§ Exercise description:
For the word "Debug", state how many lines of the data include it. Respond with the number only.
[[ Input for this task, beginning ]]
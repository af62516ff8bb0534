//! `SeaORM` Entity for transactions table (expenses and incomes).

use sea_orm::entity::prelude::*;
use serde::{Deserialize, Serialize};

use super::sea_orm_active_enums::TransactionKind;

#[derive(Clone, Debug, PartialEq, DeriveEntityModel, Eq, Serialize, Deserialize)]
#[sea_orm(table_name = "transactions")]
pub struct Model {
    #[sea_orm(primary_key, auto_increment = false)]
    pub id: Uuid,
    pub business_id: Uuid,
    pub kind: TransactionKind,
    /// Non-negative magnitude; the kind encodes the direction.
    pub amount: Decimal,
    pub category_id: Option<Uuid>,
    /// Membership that paid/received personally; NULL means the business
    /// itself.
    pub attributed_to: Option<Uuid>,
    pub note: Option<String>,
    pub transaction_date: Date,
    pub is_deleted: bool,
    pub created_by: Uuid,
    pub created_at: DateTimeWithTimeZone,
    pub updated_at: DateTimeWithTimeZone,
}

#[derive(Copy, Clone, Debug, EnumIter, DeriveRelation)]
pub enum Relation {
    #[sea_orm(
        belongs_to = "super::businesses::Entity",
        from = "Column::BusinessId",
        to = "super::businesses::Column::Id"
    )]
    Businesses,
    #[sea_orm(
        belongs_to = "super::categories::Entity",
        from = "Column::CategoryId",
        to = "super::categories::Column::Id"
    )]
    Categories,
    #[sea_orm(
        belongs_to = "super::memberships::Entity",
        from = "Column::AttributedTo",
        to = "super::memberships::Column::Id"
    )]
    Memberships,
}

impl Related<super::businesses::Entity> for Entity {
    fn to() -> RelationDef {
        Relation::Businesses.def()
    }
}

impl Related<super::categories::Entity> for Entity {
    fn to() -> RelationDef {
        Relation::Categories.def()
    }
}

impl Related<super::memberships::Entity> for Entity {
    fn to() -> RelationDef {
        Relation::Memberships.def()
    }
}

impl ActiveModelBehavior for ActiveModel {}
[[ Input for this task, end ]]
§ Written answer:
2